Ethyl esters synthesis catalyzed by lipase B from Candida antarctica immobilized on NiFe2O4 magnetic nanoparticles

The development of heterogeneous biocatalysts allows the expansion of the application of enzymes in different industrial processes, favoring the establishment of clean technologies. This work investigates the capacity of nickel ferrite magnetic nanoparticles (NiFe₂O₄) as a support for lipase B from Candida antarctica (CalB) immobilization. The adsorption capacity of the support revealed a maximum value of 15 mg_protein/g_support, according to the Langmuir isotherm model. Efficiency immobilization by physical adsorption was low (21.3 %), and CalB was covalently immobilized after functionalization of NiFe₂O₄ with APTMS (3-aminopropyl trimethoxysilane) and activation with glutaraldehyde (GA), showing higher immobilization yield (62.9 %).
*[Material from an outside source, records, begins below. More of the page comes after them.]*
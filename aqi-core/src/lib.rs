//! Core library for the `aqi` CLI.
//!
//! This crate defines:
//! - Configuration handling
//! - The air-quality feed client abstraction and its WAQI implementation
//! - Severity classification, city resolution and forecast normalization
//! - The view controller that orchestrates a query and publishes a view model
//!
//! It is used by `aqi-cli`, but any front end can drive a [`ViewController`].

pub mod config;
pub mod controller;
pub mod forecast;
pub mod model;
pub mod provider;
pub mod resolver;
pub mod severity;

pub use config::Config;
pub use controller::{CompletionPolicy, ControllerSettings, Status, ViewController, ViewModel};
pub use forecast::{ForecastPayload, normalize};
pub use model::{AqiReading, CityKey, Coordinate, ForecastPoint};
pub use provider::{FailureKind, FeedClient, FeedError, FeedSuccess, WaqiFeedClient};
pub use resolver::{CityResolver, CityTable};
pub use severity::{SeverityBand, classify};
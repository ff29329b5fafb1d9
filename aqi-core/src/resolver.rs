//! City name to map coordinate resolution.

use std::{collections::BTreeMap, fmt::Debug};

use crate::model::{CityKey, Coordinate, InvalidCoordinate};

/// Resolves a city key to a map position.
///
/// `None` is a miss. Implementations never hold controller state; whether a
/// miss keeps the previous coordinate is the caller's decision.
pub trait CityResolver: Send + Sync + Debug {
    fn resolve(&self, key: &CityKey) -> Option<Coordinate>;
}

const BUILTIN_CITIES: &[(&str, f64, f64)] = &[
    ("beijing", 39.9042, 116.4074),
    ("delhi", 28.6139, 77.2090),
    ("hongkong", 22.3193, 114.1694),
    ("london", 51.5074, -0.1278),
    ("losangeles", 34.0522, -118.2437),
    ("mumbai", 19.0760, 72.8777),
    ("newyork", 40.7128, -74.0060),
    ("paris", 48.8566, 2.3522),
    ("saopaulo", -23.5505, -46.6333),
    ("seoul", 37.5665, 126.9780),
    ("shanghai", 31.2304, 121.4737),
    ("singapore", 1.3521, 103.8198),
    ("sydney", -33.8688, 151.2093),
    ("tokyo", 35.6762, 139.6503),
];

/// Static exact-match table of known cities.
#[derive(Debug, Clone, Default)]
pub struct CityTable {
    entries: BTreeMap<CityKey, Coordinate>,
}

impl CityTable {
    pub fn empty() -> Self {
        Self::default()
    }

    /// The bundled dataset of major cities.
    pub fn builtin() -> Self {
        let mut table = Self::empty();
        for &(name, lat, lon) in BUILTIN_CITIES {
            if let (Some(key), Ok(coord)) = (CityKey::normalize(name), Coordinate::new(lat, lon)) {
                table.entries.insert(key, coord);
            }
        }
        table
    }

    /// Insert or replace an entry. Names are normalized like user input.
    pub fn insert(
        &mut self,
        name: &str,
        latitude: f64,
        longitude: f64,
    ) -> Result<(), InvalidCoordinate> {
        let coord = Coordinate::new(latitude, longitude)?;
        if let Some(key) = CityKey::normalize(name) {
            self.entries.insert(key, coord);
        }
        Ok(())
    }

    /// Layer `overrides` on top of this table, replacing entries with the same key.
    pub fn with_overrides<'a, I>(mut self, overrides: I) -> Result<Self, InvalidCoordinate>
    where
        I: IntoIterator<Item = (&'a str, f64, f64)>,
    {
        for (name, lat, lon) in overrides {
            self.insert(name, lat, lon)?;
        }
        Ok(self)
    }

    pub fn len(&self) -> usize {
        self.entries.len()
    }

    pub fn is_empty(&self) -> bool {
        self.entries.is_empty()
    }

    pub fn iter(&self) -> impl Iterator<Item = (&CityKey, &Coordinate)> {
        self.entries.iter()
    }
}

impl CityResolver for CityTable {
    fn resolve(&self, key: &CityKey) -> Option<Coordinate> {
        self.entries.get(key).copied()
    }
}
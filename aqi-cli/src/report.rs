//! Plain-text rendering of query results.

use std::fmt::Write;

use aqi_core::{CityTable, Status, ViewModel};

const BAR_WIDTH: f64 = 40.0;
const BAR_SCALE_MAX: f64 = 300.0;

pub fn render_view(view: &ViewModel) -> String {
    let mut out = String::new();

    match (&view.reading, view.band) {
        (Some(reading), Some(band)) => {
            let _ = writeln!(out, "Station:  {}", reading.station_name);
            let _ = writeln!(out, "AQI:      {}", reading.value);
            let _ = writeln!(out, "Status:   {} {}", band.label(), band.emoji());
            let _ = writeln!(out, "Advice:   {}", band.advice());
            if let Some(pol) = &reading.dominant_pollutant {
                let _ = writeln!(out, "Dominant: {pol}");
            }
        }
        _ => {
            let _ = writeln!(out, "No air-quality data yet.");
        }
    }

    let _ = writeln!(out, "Map:      {}", view.coordinate);

    if !view.forecast.is_empty() {
        let _ = writeln!(out, "\nPM2.5 daily forecast:");
        for point in &view.forecast {
            let day = point
                .date()
                .map(|d| d.format("%a %Y-%m-%d").to_string())
                .unwrap_or_else(|| point.day.clone());
            let _ = writeln!(out, "  {day:<14} {:>6.1} {}", point.value, bar(point.value));
        }
    }

    if let (Status::Error, Some(err)) = (view.status, &view.error) {
        let _ = writeln!(out, "\nError: {err}");
    }

    out
}

fn bar(value: f64) -> String {
    let filled = (value.clamp(0.0, BAR_SCALE_MAX) / BAR_SCALE_MAX * BAR_WIDTH).round() as usize;
    "#".repeat(filled)
}

pub fn render_cities(table: &CityTable) -> String {
    let mut out = String::new();
    for (key, coord) in table.iter() {
        let _ = writeln!(out, "{:<16} {coord}", key.as_str());
    }
    out
}
//! Query orchestration: owns the query state and publishes a view model.
//!
//! State changes happen only in [`ViewController::begin`] (a query is issued)
//! and [`ViewController::finish`] (a fetch completed). A completion replaces
//! the reading and the forecast together or leaves both alone.

use parking_lot::Mutex;
use serde::{Deserialize, Serialize};
use std::{fmt, sync::Arc};
use tokio::{sync::watch, task::JoinHandle};

use crate::{
    forecast,
    model::{AqiReading, CityKey, Coordinate, ForecastPoint},
    provider::{FeedClient, FeedError, FeedSuccess},
    resolver::CityResolver,
    severity::{SeverityBand, classify},
};

#[derive(Debug, Clone, Copy, PartialEq, Eq, Serialize)]
#[serde(rename_all = "lowercase")]
pub enum Status {
    Idle,
    Loading,
    Loaded,
    Error,
}

/// Which completion is allowed to write state when fetches overlap.
#[derive(Debug, Clone, Copy, PartialEq, Eq, Default, Serialize, Deserialize)]
#[serde(rename_all = "kebab-case")]
pub enum CompletionPolicy {
    /// Every completion is applied; a slow, older request can overwrite a newer one.
    #[default]
    LastResolvedWins,
    /// Only the most recently issued request may write state.
    LatestIssuedWins,
}

impl fmt::Display for CompletionPolicy {
    fn fmt(&self, f: &mut fmt::Formatter<'_>) -> fmt::Result {
        f.write_str(match self {
            CompletionPolicy::LastResolvedWins => "last-resolved-wins",
            CompletionPolicy::LatestIssuedWins => "latest-issued-wins",
        })
    }
}

#[derive(Debug, Clone)]
pub struct ControllerSettings {
    pub default_city: CityKey,
    /// Used when the default city is not known to the resolver.
    pub fallback_coordinate: Coordinate,
    pub policy: CompletionPolicy,
}

#[derive(Debug, thiserror::Error, PartialEq, Eq)]
pub enum QueryError {
    #[error("City name is empty")]
    EmptyCity,
}

/// Handle for an issued query; pass it back to [`ViewController::finish`].
#[derive(Debug, Clone, PartialEq, Eq)]
pub struct FetchTicket {
    seq: u64,
    city: CityKey,
}

impl FetchTicket {
    pub fn seq(&self) -> u64 {
        self.seq
    }

    pub fn city(&self) -> &CityKey {
        &self.city
    }
}

#[derive(Debug, Clone)]
struct QueryState {
    status: Status,
    city_in_flight: Option<CityKey>,
    last_reading: Option<AqiReading>,
    last_coordinate: Coordinate,
    last_forecast: Vec<ForecastPoint>,
    last_error: Option<FeedError>,
    issued: u64,
}

/// Snapshot handed to the rendering layer after every transition.
#[derive(Debug, Clone, PartialEq, Serialize)]
pub struct ViewModel {
    pub status: Status,
    pub city_in_flight: Option<CityKey>,
    pub reading: Option<AqiReading>,
    pub band: Option<SeverityBand>,
    pub coordinate: Coordinate,
    pub forecast: Vec<ForecastPoint>,
    pub error: Option<String>,
}

impl QueryState {
    fn view(&self) -> ViewModel {
        ViewModel {
            status: self.status,
            city_in_flight: self.city_in_flight.clone(),
            reading: self.last_reading.clone(),
            band: self.last_reading.as_ref().map(|r| classify(i64::from(r.value))),
            coordinate: self.last_coordinate,
            forecast: self.last_forecast.clone(),
            error: self.last_error.as_ref().map(ToString::to_string),
        }
    }
}

#[derive(Debug)]
struct Shared {
    client: Arc<dyn FeedClient>,
    resolver: Arc<dyn CityResolver>,
    policy: CompletionPolicy,
    default_city: CityKey,
    state: Mutex<QueryState>,
    views: watch::Sender<ViewModel>,
}

/// Cheap to clone; clones share one query state.
#[derive(Debug, Clone)]
pub struct ViewController {
    shared: Arc<Shared>,
}

impl ViewController {
    /// Create an idle controller positioned on the default city.
    pub fn new(
        client: Arc<dyn FeedClient>,
        resolver: Arc<dyn CityResolver>,
        settings: ControllerSettings,
    ) -> Self {
        let coordinate = resolver
            .resolve(&settings.default_city)
            .unwrap_or(settings.fallback_coordinate);

        let state = QueryState {
            status: Status::Idle,
            city_in_flight: None,
            last_reading: None,
            last_coordinate: coordinate,
            last_forecast: Vec::new(),
            last_error: None,
            issued: 0,
        };
        let (views, _) = watch::channel(state.view());

        Self {
            shared: Arc::new(Shared {
                client,
                resolver,
                policy: settings.policy,
                default_city: settings.default_city,
                state: Mutex::new(state),
                views,
            }),
        }
    }

    /// Create a controller and immediately query the default city.
    ///
    /// Must be called within a tokio runtime.
    pub fn launch(
        client: Arc<dyn FeedClient>,
        resolver: Arc<dyn CityResolver>,
        settings: ControllerSettings,
    ) -> (Self, JoinHandle<()>) {
        let controller = Self::new(client, resolver, settings);
        let ticket = controller.issue(controller.shared.default_city.clone());
        let handle = controller.spawn_fetch(ticket);
        (controller, handle)
    }

    pub fn view(&self) -> ViewModel {
        self.shared.state.lock().view()
    }

    pub fn subscribe(&self) -> watch::Receiver<ViewModel> {
        self.shared.views.subscribe()
    }

    /// Start a query for `city_text` without fetching.
    ///
    /// Moves the map to the city if the resolver knows it; otherwise the
    /// previous coordinate stays.
    pub fn begin(&self, city_text: &str) -> Result<FetchTicket, QueryError> {
        let city = CityKey::normalize(city_text).ok_or(QueryError::EmptyCity)?;
        Ok(self.issue(city))
    }

    fn issue(&self, city: CityKey) -> FetchTicket {
        let resolved = self.shared.resolver.resolve(&city);

        let mut state = self.shared.state.lock();
        match resolved {
            Some(coordinate) => state.last_coordinate = coordinate,
            None => tracing::debug!(
                %city,
                "city not in coordinate table; keeping previous position"
            ),
        }

        state.issued += 1;
        state.status = Status::Loading;
        state.city_in_flight = Some(city.clone());

        let ticket = FetchTicket {
            seq: state.issued,
            city,
        };
        tracing::info!(city = %ticket.city, seq = ticket.seq, "query issued");

        self.publish(&state);
        ticket
    }

    /// Apply the outcome of the fetch issued as `ticket`.
    ///
    /// Returns `false` if the completion policy discarded it.
    pub fn finish(&self, ticket: FetchTicket, outcome: Result<FeedSuccess, FeedError>) -> bool {
        let mut state = self.shared.state.lock();
        let latest = ticket.seq == state.issued;

        if !latest && self.shared.policy == CompletionPolicy::LatestIssuedWins {
            tracing::debug!(
                city = %ticket.city,
                seq = ticket.seq,
                latest = state.issued,
                "discarding stale completion"
            );
            return false;
        }

        match outcome {
            Ok(success) => {
                let band = classify(i64::from(success.reading.value));
                tracing::info!(
                    city = %ticket.city,
                    aqi = success.reading.value,
                    band = %band,
                    "query loaded"
                );
                state.last_forecast = forecast::normalize(&success.forecast);
                state.last_reading = Some(success.reading);
                state.last_error = None;
                state.status = Status::Loaded;
            }
            Err(err) => {
                tracing::warn!(city = %ticket.city, kind = ?err.kind(), "query failed: {err}");
                state.last_error = Some(err);
                state.status = Status::Error;
            }
        }

        if latest {
            state.city_in_flight = None;
        }

        self.publish(&state);
        true
    }

    /// Issue a query and fetch it on the tokio runtime.
    ///
    /// Earlier queries still in flight are not cancelled.
    pub fn submit(&self, city_text: &str) -> Result<JoinHandle<()>, QueryError> {
        let ticket = self.begin(city_text)?;
        Ok(self.spawn_fetch(ticket))
    }

    fn spawn_fetch(&self, ticket: FetchTicket) -> JoinHandle<()> {
        let controller = self.clone();
        tokio::spawn(async move {
            let outcome = controller.shared.client.fetch(&ticket.city).await;
            controller.finish(ticket, outcome);
        })
    }

    fn publish(&self, state: &QueryState) {
        self.shared.views.send_replace(state.view());
    }
}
The spinel ferrite NiFe₂O₄ was characterized by many physicochemical analyses. The enzyme derivatives obtained (NiFe₂O₄-CalB and NiFe₂O₄-APTMS-GA-CalB) were evaluated in the synthesis of alkyl esters. Despite no production was observed in the transesterification reactions, esterification led to 37.3 ± 1.0 % and 62.1 ± 0.2 % of oleic acid conversions using NiFe₂O₄-APTMS-GA-CalB and NiFe₂O₄-CalB, respectively. After 4 cycles, NiFe₂O₄-CalB maintained 92 % of its initial activity. Nickel ferrite magnetic nanoparticles form an efficient heterogeneous catalyst with lipase, which could be used to remove the content of free fatty acids (FFAs), like oleic acid, present in cheap raw materials to produce biodiesel.